Re: Where do contract / temp attorneys come from?

Postby Verity » Thu Jul 21, 2011 6:11 pm

Heartford wrote:
Verity wrote:Lol, that's ironic. The people "owed" to in Churchill's speech were meant to be praised. The speech was also made to incite hope. Not the case here.


Oh, f'real? I thought that speech was about student loans and the great mortgage crash/subsequent recession/subsequent legal employment meltdown of 1940.


YAY!

User avatar
crossarmant
Posts: 1116
Joined: Fri Jan 14, 2011 8:01 am

Re: Where do contract / temp attorneys come from?

Postby crossarmant » Thu Jul 21, 2011 7:22 pm

Verity wrote:
areyouinsane wrote:Never before in our history have so many been in debt to so few, in exchange for so little.



Most aphoristic line on TLS.


Really? Because I remember a time in U.S. history when people were literally owned... or housed in company barracks and practically used as indentured labor for companies during the Industrial Revolution... Or thrown in prison for owing money... Maybe not so much the most aphoristic statement, but definitely one of the most hyperbolistic.

User avatar
Verity
Posts: 1253
Joined: Sun Jan 30, 2011 11:26 pm

Re: Where do contract / temp attorneys come from?

Postby Verity » Thu Jul 21, 2011 7:33 pm

crossarmant wrote:
Verity wrote:
areyouinsane wrote:Never before in our history have so many been in debt to so few, in exchange for so little.



Most aphoristic line on TLS.


Really? Because I remember a time in U.S. history when people were literally owned... or housed in company barracks and practically used as indentured labor for companies during the Industrial Revolution... Or thrown in prison for owing money... Maybe not so much the most aphoristic statement, but definitely one of the most hyperbolistic.


In Europe things were generally tough for the average person during the IR, but in America living standards actually improved. Also, you're exaggerating: the percentage of people who actually went to debtor's prison was always very small in the U.S.

In any case, areyouinsane is talking about the value of the stuff you take debts for, which is historically at a low point, IMO. And people never borrowed in history like they borrow today. It's more widespread than ever.

SchopenhauerFTW
Posts: 1793
Joined: Sun Oct 10, 2010 10:22 pm

Re: Where do contract / temp attorneys come from?

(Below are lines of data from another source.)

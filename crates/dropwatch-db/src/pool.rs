//! Database connection pool management.

use std::time::{Duration, Instant};

use sqlx::postgres::{PgPool, PgPoolOptions};
use tracing::info;

use dropwatch_core::{Error, Result};

/// Default maximum number of connections in the pool.
///
/// The pipeline is sequential, so a small pool is enough.
pub const DEFAULT_MAX_CONNECTIONS: u32 = 4;

/// Default connection timeout in seconds.
pub const DEFAULT_CONNECT_TIMEOUT_SECS: u64 = 30;

/// Default idle timeout in seconds.
pub const DEFAULT_IDLE_TIMEOUT_SECS: u64 = 600;

/// Pool configuration options.
///
/// # Environment Variables
///
/// | Variable | Default | Description |
/// |----------|---------|-------------|
/// | `DATABASE_MAX_CONNECTIONS` | 4 | Pool size |
/// | `DATABASE_CONNECT_TIMEOUT_SECS` | 30 | Acquire timeout |
#[derive(Debug, Clone)]
pub struct PoolConfig {
    /// Maximum number of connections in the pool.
    pub max_connections: u32,
    /// Minimum number of connections to maintain.
    pub min_connections: u32,
    /// Connection timeout duration.
    pub connect_timeout: Duration,
    /// Idle connection timeout duration.
    pub idle_timeout: Duration,
}

impl Default for PoolConfig {
    fn default() -> Self {
        Self {
            max_connections: DEFAULT_MAX_CONNECTIONS,
            min_connections: 1,
            connect_timeout: Duration::from_secs(DEFAULT_CONNECT_TIMEOUT_SECS),
            idle_timeout: Duration::from_secs(DEFAULT_IDLE_TIMEOUT_SECS),
        }
    }
}

impl PoolConfig {
    /// Load pool settings from environment variables.
    pub fn from_env() -> Self {
        let defaults = Self::default();
        Self {
            max_connections: std::env::var("DATABASE_MAX_CONNECTIONS")
                .ok()
                .and_then(|v| v.parse().ok())
                .unwrap_or(defaults.max_connections),
            connect_timeout: std::env::var("DATABASE_CONNECT_TIMEOUT_SECS")
                .ok()
                .and_then(|v| v.parse().ok())
                .map(Duration::from_secs)
                .unwrap_or(defaults.connect_timeout),
            ..defaults
        }
    }

    /// Set the maximum number of connections.
    pub fn max_connections(mut self, n: u32) -> Self {
        self.max_connections = n;
        self
    }

    /// Set the connection timeout.
    pub fn connect_timeout(mut self, timeout: Duration) -> Self {
        self.connect_timeout = timeout;
        self
    }
}

/// Create a new PostgreSQL connection pool with default configuration.
pub async fn create_pool(database_url: &str) -> Result<PgPool> {
    create_pool_with_config(database_url, PoolConfig::default()).await
}

/// Create a new PostgreSQL connection pool with custom configuration.
pub async fn create_pool_with_config(database_url: &str, config: PoolConfig) -> Result<PgPool> {
    let start = Instant::now();

    info!(
        subsystem = "database",
        component = "pool",
        op = "create",
        max_connections = config.max_connections,
        connect_timeout_secs = config.connect_timeout.as_secs(),
        "Creating database connection pool"
    );

    let pool = PgPoolOptions::new()
        .max_connections(config.max_connections)
        .min_connections(config.min_connections.min(config.max_connections))
        .acquire_timeout(config.connect_timeout)
        .idle_timeout(config.idle_timeout)
        .connect(database_url)
        .await
        .map_err(Error::Database)?;

    info!(
        subsystem = "database",
        component = "pool",
        op = "established",
        pool_size = pool.size(),
        duration_ms = start.elapsed().as_millis() as u64,
        "Database connection pool established"
    );
    Ok(pool)
}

Postby SchopenhauerFTW » Thu Jul 21, 2011 7:40 pm

"Neither a borrower nor a lender be." -Shakespeare

User avatar
Bronte
Posts: 2128
Joined: Sun Jan 04, 2009 10:44 pm

Re: Where do contract / temp attorneys come from?

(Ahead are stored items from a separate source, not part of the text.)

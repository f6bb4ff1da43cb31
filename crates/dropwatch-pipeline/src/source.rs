//! Message sources feeding the batch runner.

use std::borrow::Cow;
use std::collections::VecDeque;
use std::path::{Path, PathBuf};

use async_trait::async_trait;
use tokio::fs::File;
use tokio::io::{AsyncBufReadExt, BufReader};
use tracing::{debug, warn};

use dropwatch_core::{normalize_timestamp, Result, SourceMessage};

/// An ordered sequence of source messages.
#[async_trait]
pub trait MessageSource: Send {
    /// Next message, or `None` when the source is exhausted.
    async fn next_message(&mut self) -> Result<Option<SourceMessage>>;
}

/// A batch of messages held in memory.
#[derive(Debug, Default)]
pub struct VecMessageSource {
    messages: VecDeque<SourceMessage>,
}

impl VecMessageSource {
    /// Historical batch, replayed in ascending timestamp order.
    ///
    /// Messages whose timestamp cannot be parsed go last, in input order.
    pub fn historical(mut messages: Vec<SourceMessage>) -> Self {
        messages.sort_by_cached_key(|m| {
            let ts = normalize_timestamp(&m.timestamp).as_utc();
            (ts.is_none(), ts)
        });
        Self {
            messages: messages.into(),
        }
    }

    /// Messages replayed exactly as given.
    pub fn in_order(messages: Vec<SourceMessage>) -> Self {
        Self {
            messages: messages.into(),
        }
    }

    pub fn len(&self) -> usize {
        self.messages.len()
    }

    pub fn is_empty(&self) -> bool {
        self.messages.is_empty()
    }
}

#[async_trait]
impl<S: MessageSource + ?Sized> MessageSource for Box<S> {
    async fn next_message(&mut self) -> Result<Option<SourceMessage>> {
        (**self).next_message().await
    }
}

#[async_trait]
impl MessageSource for VecMessageSource {
    async fn next_message(&mut self) -> Result<Option<SourceMessage>> {
        Ok(self.messages.pop_front())
    }
}

/// Streams messages from a JSON-lines file in file order.
///
/// Each non-blank line is one [`SourceMessage`] object. Malformed lines are
/// logged and skipped. Invalid UTF-8 is decoded lossily; the replacement
/// characters are dropped later by the normalizer.
pub struct JsonlMessageSource {
    path: PathBuf,
    reader: BufReader<File>,
    buf: Vec<u8>,
    line_no: usize,
}

impl JsonlMessageSource {
    pub async fn open(path: impl AsRef<Path>) -> Result<Self> {
        let path = path.as_ref().to_path_buf();
        let file = File::open(&path).await?;
        Ok(Self {
            path,
            reader: BufReader::new(file),
            buf: Vec::new(),
            line_no: 0,
        })
    }

    /// Read the whole file into a historical batch.
    pub async fn load_historical(path: impl AsRef<Path>) -> Result<VecMessageSource> {
        let mut source = Self::open(path).await?;
        let mut messages = Vec::new();
        while let Some(message) = source.next_message().await? {
            messages.push(message);
        }
        debug!(
            subsystem = "pipeline",
            component = "source",
            path = %source.path.display(),
            count = messages.len(),
            "Loaded historical batch"
        );
        Ok(VecMessageSource::historical(messages))
    }
}

#[async_trait]
impl MessageSource for JsonlMessageSource {
    async fn next_message(&mut self) -> Result<Option<SourceMessage>> {
        loop {
            self.buf.clear();
            if self.reader.read_until(b'\n', &mut self.buf).await? == 0 {
                return Ok(None);
            }
            self.line_no += 1;

            let decoded = String::from_utf8_lossy(&self.buf);
            if let Cow::Owned(_) = decoded {
                debug!(
                    subsystem = "pipeline",
                    component = "source",
                    path = %self.path.display(),
                    line = self.line_no,
                    "Line is not valid UTF-8; decoded lossily"
                );
            }
            let line = decoded.trim();
            if line.is_empty() {
                continue;
            }
            match serde_json::from_str::<SourceMessage>(line) {
                Ok(message) => return Ok(Some(message)),
                Err(e) => warn!(
                    subsystem = "pipeline",
                    component = "source",
                    path = %self.path.display(),
                    line = self.line_no,
                    error = %e,
                    "Skipping malformed message line"
                ),
            }
        }
    }
}

#[cfg(test)]
mod tests {
    use super::*;
    use std::io::Write;

    fn msg(ts: &str, link: &str) -> SourceMessage {
        SourceMessage::new("text", "c", ts, link)
    }

    async fn drain(source: &mut dyn MessageSource) -> Vec<String> {
        let mut links = Vec::new();
        while let Some(m) = source.next_message().await.unwrap() {
            links.push(m.link);
        }
        links
    }

    #[tokio::test]
    async fn test_historical_sorted_by_timestamp() {
        let mut source = VecMessageSource::historical(vec![
            msg("2025-04-17T16:00:00Z", "b"),
            msg("not a date", "z"),
            msg("2025-04-16T09:00:00Z", "a"),
            SourceMessage::new("text", "c", 45800.0, "c"),
        ]);
        assert_eq!(source.len(), 4);
        assert_eq!(drain(&mut source).await, vec!["a", "b", "c", "z"]);
        assert!(source.is_empty());
    }

    #[tokio::test]
    async fn test_in_order_preserves_delivery_order() {
        let mut source = VecMessageSource::in_order(vec![
            msg("2025-04-17T16:00:00Z", "b"),
            msg("2025-04-16T09:00:00Z", "a"),
        ]);
        assert_eq!(drain(&mut source).await, vec!["b", "a"]);
    }

    #[tokio::test]
    async fn test_jsonl_skips_blank_and_malformed_lines() {
        let path = std::env::temp_dir().join(format!(
            "dropwatch-source-{}.jsonl",
            uuid::Uuid::new_v4().simple()
        ));
        {
            let mut file = std::fs::File::create(&path).unwrap();
            writeln!(
                file,
                r#"{{"text": "one", "channel": "c", "timestamp": "2025-04-17T16:00:00Z", "link": "https://t.me/c/1/2"}}"#
            )
            .unwrap();
            writeln!(file).unwrap();
            writeln!(file, "not json").unwrap();
            writeln!(
                file,
                r#"{{"text": "two", "channel": "c", "timestamp": 45678.5, "link": "https://t.me/c/1/1"}}"#
            )
            .unwrap();
        }

        let mut source = JsonlMessageSource::open(&path).await.unwrap();
        assert_eq!(
            drain(&mut source).await,
            vec!["https://t.me/c/1/2", "https://t.me/c/1/1"]
        );

        let mut historical = JsonlMessageSource::load_historical(&path).await.unwrap();
        assert_eq!(
            drain(&mut historical).await,
            vec!["https://t.me/c/1/1", "https://t.me/c/1/2"]
        );

        std::fs::remove_file(&path).unwrap();
    }

    #[tokio::test]
    async fn test_jsonl_invalid_utf8_does_not_end_the_stream() {
        let path = std::env::temp_dir().join(format!(
            "dropwatch-source-{}.jsonl",
            uuid::Uuid::new_v4().simple()
        ));
        let mut bytes = Vec::new();
        bytes.extend_from_slice(
            br#"{"text": "one", "channel": "c", "timestamp": "2025-04-17T16:00:00Z", "link": "https://t.me/c/1/1"}"#,
        );
        bytes.push(b'\n');
        bytes.extend_from_slice(b"{\"text\": \"caf\xff\", \"channel\": \"c\", ");
        bytes.extend_from_slice(
            br#""timestamp": "2025-04-17T16:01:00Z", "link": "https://t.me/c/1/2"}"#,
        );
        bytes.push(b'\n');
        bytes.extend_from_slice(b"\xff\xfe not json\n");
        bytes.extend_from_slice(
            br#"{"text": "three", "channel": "c", "timestamp": "2025-04-17T16:02:00Z", "link": "https://t.me/c/1/3"}"#,
        );
        std::fs::write(&path, &bytes).unwrap();

        let mut source = JsonlMessageSource::open(&path).await.unwrap();
        let mut messages = Vec::new();
        while let Some(m) = source.next_message().await.unwrap() {
            messages.push(m);
        }
        std::fs::remove_file(&path).unwrap();

        let links: Vec<&str> = messages.iter().map(|m| m.link.as_str()).collect();
        assert_eq!(
            links,
            vec!["https://t.me/c/1/1", "https://t.me/c/1/2", "https://t.me/c/1/3"]
        );
        assert_eq!(messages[1].text, "caf\u{FFFD}");
    }

    #[tokio::test]
    async fn test_missing_file_is_io_error() {
        let result = JsonlMessageSource::open("/nonexistent/dropwatch/messages.jsonl").await;
        assert!(matches!(result, Err(dropwatch_core::Error::Io(_))));
    }
}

Postby Bronte » Thu Jul 21, 2011 8:23 pm

crossarmant wrote:
cinephile wrote:Too bad you can't pay off your student loans with credit cards/other loans and then declare bankrupcy on the discharable debt.


+1

I mean, if your credit's good enough to scoop up like 20 credit cards with ~$5000 limits, why not? Easier than paying $100,000. Absurd society of debt and priorities we live in.


Don't know if you guys are actually advocating this, but there would be a high probability that if you did this your bankruptcy petition would be dismissed and some chance you would be liable for criminal fraud.

merc280
Posts: 627
Joined: Thu Sep 03, 2009 2:52 am

Re: Where do contract / temp attorneys come from?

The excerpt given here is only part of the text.